ACMA unveils online complaints process for commercial radio industry

The media regulator has unveiled the revised codes of practice for the commercial radio industry which will for the first time require broadcasters to accept complaints electronically.  

It follows the release of  the commercial TV industry’s new code of practice in December which from March 1 will also require TV broadcasters to allow viewers to lodge complaints electronically.

Chris Chapman, Australian Communications and Media Authority chairman, said: “The move to online commercial radio complaints is a major enhancement and responds to community demands for a streamlined complaints process.”

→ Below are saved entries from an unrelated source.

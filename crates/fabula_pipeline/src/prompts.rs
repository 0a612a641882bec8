//! Image prompt construction.
//!
//! Visual consistency rests on one contract: the reference sheets show
//! each character, object, and scene with its numeric id printed beneath
//! it, and every page prompt cites those same ids. Sheet prompts and page
//! prompts are built here, together, so the contract lives in one place.

use fabula_core::{Narrative, Page, Premise};

/// Prompt for the illustrated cover, anchored on the reference photo.
pub fn cover_prompt(premise: &Premise, age: u8) -> String {
    format!(
        r#"Create a professional, magical CHILDREN'S BOOK COVER.

PHOTO REFERENCE:
- Attached photo of the protagonist

ARTISTIC TRANSFORMATION:
- Turn the child in the photo into an ILLUSTRATED CHARACTER in a modern children's book style
- Keep their identifiable unique features: {appearance}
- Style: colorful, expressive illustration (NOT photorealistic, NOT an edited photo)

STORY:
- Title: "{title}"
- Theme: {theme}
- World: {world}
- Reader age: {age} years old

COMPOSITION:
- The ILLUSTRATED protagonist in the foreground in a dynamic, expressive pose
- A fantastic world consistent with "{theme}" in the background
- Vibrant, saturated, appealing colors
- The title "{title}" integrated artistically into the composition
- A magical atmosphere that invites adventure

CRITICAL:
- The character must be a COMPLETE ILLUSTRATION based on the photo, not an edited or filtered photo
- It must look like it came from a professional storybook
- The child must be CLEARLY recognizable but fully transformed into children's art"#,
        appearance = premise.protagonist.appearance,
        title = premise.title,
        theme = premise.theme,
        world = premise.world_description,
        age = age,
    )
}

/// Prompt for the character/object reference sheet.
///
/// Entry 1 is anchored on the attached cover; every entry carries its id
/// so page prompts can cite it.
pub fn character_sheet_prompt(narrative: &Narrative) -> String {
    let mut entries = Vec::new();

    for character in &narrative.characters {
        if character.id == 1 {
            entries.push(format!(
                "ID {}: {} - {} (BASED FAITHFULLY ON THE ATTACHED COVER IMAGE)",
                character.id, character.name, character.description
            ));
        } else {
            entries.push(format!(
                "ID {}: {} - {}",
                character.id, character.name, character.description
            ));
        }
    }

    for object in &narrative.objects {
        entries.push(format!(
            "ID {}: {} - {}",
            object.id, object.name, object.description
        ));
    }

    format!(
        r#"Create a professional MODEL SHEET / CHARACTER REFERENCE SHEET.

ELEMENTS:
{entries}

FORMAT:
- Clean white background
- Each element clearly separated horizontally
- Each element has its ID NUMBER visible BELOW it (large and clear)
- Consistent, colorful children's illustration style
- Clear view of every character and object

CRITICAL:
- ID 1 (the protagonist) must be based FAITHFULLY on the attached cover
- The other elements are generated from their descriptions
- Every number must be CLEARLY visible below its element"#,
        entries = entries.join("\n"),
    )
}

/// Prompt for the scene reference sheet.
pub fn scene_sheet_prompt(narrative: &Narrative) -> String {
    let entries: Vec<String> = narrative
        .scenes
        .iter()
        .map(|scene| format!("ID {}: {} - {}", scene.id, scene.name, scene.description))
        .collect();

    format!(
        r#"Create a SCENE REFERENCE SHEET / BACKGROUND REFERENCE for a children's book.

SCENES:
{entries}

FORMAT:
- Each scene in a clearly divided panel
- Each scene has its ID NUMBER visible BELOW it (large and clear)
- Consistent, colorful children's illustration style
- Clear view of every environment
- Backgrounds and environments only, no characters"#,
        entries = entries.join("\n"),
    )
}

/// Prompt for a single page illustration, citing sheet ids.
pub fn page_prompt(page: &Page) -> String {
    let join = |ids: &[u32]| {
        ids.iter()
            .map(|id| id.to_string())
            .collect::<Vec<_>>()
            .join(", ")
    };

    let characters = if page.character_ids.is_empty() {
        String::new()
    } else {
        format!(
            "Characters (use sheet IDs): {}. ",
            join(&page.character_ids)
        )
    };
    let objects = if page.object_ids.is_empty() {
        String::new()
    } else {
        format!("Objects (use sheet IDs): {}. ", join(&page.object_ids))
    };
    let scene = format!("Scene (use sheet ID): {}. ", page.scene_id);

    format!(
        r#"REFERENCES:
- First image: character sheet with numbered elements
- Second image: scene sheet with numbered environments

GENERATE A COMPLETELY NEW SCENE:

Scene: {description}
{characters}{objects}{scene}

IMPORTANT:
- The attached images are ONLY REFERENCES for existing elements
- Use the elements with the SPECIFIED IDs from the sheets
- CREATE a new illustration based on the references
- Keep the visual style consistent with the sheets
- Colorful children's style
- Leave the bottom 25% in soft colors (text goes there later)
- NO text in the image
- The IDs are the NUMBERS printed below each element on the sheets"#,
        description = if page.scene_description.is_empty() {
            &page.text
        } else {
            &page.scene_description
        },
        characters = characters,
        objects = objects,
        scene = scene,
    )
}

#[cfg(test)]
mod tests {
    use super::*;
    use fabula_core::{test_support, Protagonist};

    #[test]
    fn sheet_and_page_prompts_cite_the_same_ids() {
        let narrative = test_support::narrative(3);
        let sheet = character_sheet_prompt(&narrative);
        let scenes = scene_sheet_prompt(&narrative);

        for character in &narrative.characters {
            assert!(sheet.contains(&format!("ID {}:", character.id)));
        }
        for scene in &narrative.scenes {
            assert!(scenes.contains(&format!("ID {}:", scene.id)));
        }

        for page in &narrative.pages {
            let prompt = page_prompt(page);
            assert!(prompt.contains(&format!("Scene (use sheet ID): {}", page.scene_id)));
            for id in &page.character_ids {
                assert!(prompt.contains(&id.to_string()));
            }
        }
    }

    #[test]
    fn protagonist_entry_is_anchored_on_the_cover() {
        let narrative = test_support::narrative(1);
        let sheet = character_sheet_prompt(&narrative);
        assert!(sheet.contains("ATTACHED COVER IMAGE"));
    }

    #[test]
    fn cover_prompt_carries_title_and_appearance() {
        let premise = fabula_core::Premise {
            title: "The Starlight Voyage".to_string(),
            theme: "adventure".to_string(),
            summary: "A sky journey".to_string(),
            world_description: "Floating islands".to_string(),
            protagonist: Protagonist::new("Mira".to_string(), "curly red hair".to_string()),
        };
        let prompt = cover_prompt(&premise, 6);
        assert!(prompt.contains("The Starlight Voyage"));
        assert!(prompt.contains("curly red hair"));
        assert!(prompt.contains("6 years old"));
    }

    #[test]
    fn page_prompt_falls_back_to_page_text() {
        let narrative = test_support::narrative(1);
        let mut page = narrative.pages[0].clone();
        page.scene_description = String::new();
        page.text = "The fox ran home.".to_string();
        assert!(page_prompt(&page).contains("The fox ran home."));
    }
}
//! Font loading and glyph-backed text measurement.

use crate::layout::TextMeasurer;
use ab_glyph::{FontVec, PxScale};
use fabula_error::{CompositorError, CompositorErrorKind, FabulaResult};
use std::path::Path;

/// Directories probed for the DejaVu faces when no explicit path is given.
const FONT_DIRS: [&str; 3] = [
    "/usr/share/fonts/truetype/dejavu",
    "/usr/share/fonts/dejavu",
    "/usr/share/fonts/TTF",
];

/// The two faces used across the book: bold for overlay text, titles, and
/// the cover caption, regular for the back-cover summary.
pub struct FontSet {
    bold: FontVec,
    regular: FontVec,
}

impl FontSet {
    /// Load both faces from explicit files.
    pub fn load(bold_path: impl AsRef<Path>, regular_path: impl AsRef<Path>) -> FabulaResult<Self> {
        Ok(Self {
            bold: load_face(bold_path.as_ref())?,
            regular: load_face(regular_path.as_ref())?,
        })
    }

    /// Probe well-known system directories for the DejaVu faces.
    pub fn load_default() -> FabulaResult<Self> {
        for dir in FONT_DIRS {
            let dir = Path::new(dir);
            let bold = dir.join("DejaVuSans-Bold.ttf");
            let regular = dir.join("DejaVuSans.ttf");
            if bold.exists() && regular.exists() {
                return Self::load(bold, regular);
            }
        }

        Err(CompositorError::new(CompositorErrorKind::FontUnavailable(
            "DejaVu faces not found in any known font directory".to_string(),
        ))
        .into())
    }

    /// Bold face.
    pub fn bold(&self) -> &FontVec {
        &self.bold
    }

    /// Regular face.
    pub fn regular(&self) -> &FontVec {
        &self.regular
    }
}

fn load_face(path: &Path) -> FabulaResult<FontVec> {
    let data = std::fs::read(path).map_err(|e| {
        CompositorError::new(CompositorErrorKind::FontUnavailable(format!(
            "{}: {}",
            path.display(),
            e
        )))
    })?;

    FontVec::try_from_vec(data).map_err(|e| {
        CompositorError::new(CompositorErrorKind::FontUnavailable(format!(
            "{}: {}",
            path.display(),
            e
        )))
        .into()
    })
}

impl TextMeasurer for FontVec {
    fn text_width(&self, text: &str, size: f32) -> f32 {
        let (width, _) = imageproc::drawing::text_size(PxScale::from(size), self, text);
        width as f32
    }
}
//! Error types for the Fabula library.
//!
//! This crate provides the foundation error types used throughout the Fabula
//! workspace.
//!
//! # Error Hierarchy
//!
//! All errors follow the `ErrorKind` + wrapper struct pattern:
//! - `*ErrorKind` enum defines specific error conditions
//! - `*Error` struct wraps the kind with source location tracking
//! - All errors use `#[track_caller]` for automatic location capture
//!
//! # Examples
//!
//! ```
//! use fabula_error::{FabulaResult, ConfigError};
//!
//! fn load_setting() -> FabulaResult<String> {
//!     Err(ConfigError::new("missing GEMINI_API_KEY"))?
//! }
//!
//! match load_setting() {
//!     Ok(value) => println!("Got: {}", value),
//!     Err(e) => eprintln!("Error: {}", e),
//! }
//! ```

#![forbid(unsafe_code)]
#![warn(missing_docs)]

mod compositor;
mod config;
mod error;
mod image_gen;
mod json;
mod pipeline;
mod storage;
mod story;

pub use compositor::{CompositorError, CompositorErrorKind};
pub use config::ConfigError;
pub use error::{FabulaError, FabulaErrorKind, FabulaResult};
pub use image_gen::{ImageGenError, ImageGenErrorKind};
pub use json::JsonError;
pub use pipeline::{PipelineError, PipelineErrorKind};
pub use storage::{StorageError, StorageErrorKind};
pub use story::{StoryError, StoryErrorKind};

The commercial radio Codes were last reviewed and registered by ACMA in September 2004. This followed a two year period of consultation between industry body Commercial Radio Australia, its members, the general public and ACMA.

Last month, ACMA called on the commercial radio industry to put in place safeguards to protect participants in live entertainment programs or risk facing new regulatory measures.

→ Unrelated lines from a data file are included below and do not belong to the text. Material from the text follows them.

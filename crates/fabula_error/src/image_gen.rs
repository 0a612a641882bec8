//! Image generation error types.

/// Kinds of image generation errors.
#[derive(Debug, Clone, PartialEq, Eq, Hash, PartialOrd, Ord, derive_more::Display)]
pub enum ImageGenErrorKind {
    /// API key not found in environment
    #[display("GEMINI_API_KEY environment variable not set")]
    MissingApiKey,
    /// API request failed
    #[display("Image generation request failed: {}", _0)]
    ApiRequest(String),
    /// HTTP error with status code and message
    #[display("HTTP {} error: {}", status_code, message)]
    HttpError {
        /// HTTP status code
        status_code: u16,
        /// Error message
        message: String,
    },
    /// Response contained no image part
    #[display("No image data in model response")]
    NoImageData,
    /// Base64 decoding failed
    #[display("Base64 decode error: {}", _0)]
    Base64Decode(String),
}

/// Image generation error with source location tracking.
///
/// # Examples
///
/// ```
/// use fabula_error::{ImageGenError, ImageGenErrorKind};
///
/// let err = ImageGenError::new(ImageGenErrorKind::NoImageData);
/// assert!(format!("{}", err).contains("No image data"));
/// ```
#[derive(Debug, Clone, derive_more::Display, derive_more::Error)]
#[display("Image Error: {} at line {} in {}", kind, line, file)]
pub struct ImageGenError {
    /// The kind of error that occurred
    pub kind: ImageGenErrorKind,
    /// Line number where error was created
    pub line: u32,
    /// File where error was created
    pub file: &'static str,
}

impl ImageGenError {
    /// Create a new ImageGenError with automatic location tracking.
    #[track_caller]
    pub fn new(kind: ImageGenErrorKind) -> Self {
        let location = std::panic::Location::caller();
        Self {
            kind,
            line: location.line(),
            file: location.file(),
        }
    }
}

It followed the release of ACMA’s report into the issue, prompted by 2Day FM’s Kyle & Jackie O breakfast show’s controversial lie detector segment when a 14 year old girl reveal she had been raped live on air.

An ACMA spokesman said the matter is being treated separately to the revised Code and it is “still awaiting CRA’s response”.

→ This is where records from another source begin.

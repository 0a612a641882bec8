//! Capability traits consumed by the Fabula generation pipeline.
//!
//! The orchestrator depends only on these contracts. Concrete
//! implementations live elsewhere: Gemini-backed generators in
//! `fabula_models`, filesystem stores in `fabula_storage`, the document
//! compositor in `fabula_compositor`. Tests inject mocks.

#![forbid(unsafe_code)]
#![warn(missing_docs)]

mod traits;
mod types;

pub use traits::{BookStore, DocumentAssembler, ImageGenerator, ProgressSink, StoryGenerator};
pub use types::{AspectRatio, ImageInput, ImageRequest, PremiseRequest};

Meanwhile, ACMA has released its first research and an associated issues paper as part of the media regulator’s review of the three commercial radio standards introduced after the “cash for comment” inquiry.

Amendments to the commercial radio Codes of Practice:

Code Amendment
Code 1 – Programs unsuitable for broadcast
  • 1.1(e)  – replaces ‘vilify’ with ‘serious contempt  for, or severe ridicule’
  • 1.2 – expands good faith defence to cover all proscribed matters
  • Inserts an interpretation clause – in accordance with case law
  • 1.3 (a) and (b) – replaces ‘contemporary standards of decency having regard to likely characteristics of the audience of the licensee’s service’ with ‘generally accepted standards of decency having regard to the demographic characteristics of the audience of the relevant program’
  • Deletes ‘gratuitous use in a program of language likely to offend the anticipated audience for that program’
Code 2 – News and current affairs programs
  • 2.1 (news) – inserts ‘reasonable’ listeners in public panic and distress provision.
  • 2.2 (current affairs) – replaces ‘factual material presented accurately’ with ‘licensee must use reasonable efforts to ensure that (a) factual material is reasonably supportable as being accurate; and (b) substantial errors of fact are corrected at the earliest opportunity’ – inserts a provision that failure to comply with 2.2(a) will not be a breach if a correction is made within 30 business days of the licensee receiving a complaint or a complaint being referred to the ACMA.
  • 2.3(d) – replaces previous clause with ‘the licensee does not use material relating to a person’s personal or private affairs or which invades an individual’s privacy unless there is a public interest in broadcasting such information’.
Code 5 – Complaints
  • 5.1 – provides for lodgement via online electronic compliant form where the licensee has technological capacity, in addition to signed letter or fax.
Code 7 – Compliance with the codes
  • Includes a defence: (a) ‘material being broadcast which the licensee believed on reasonable grounds did not breach the Codes’.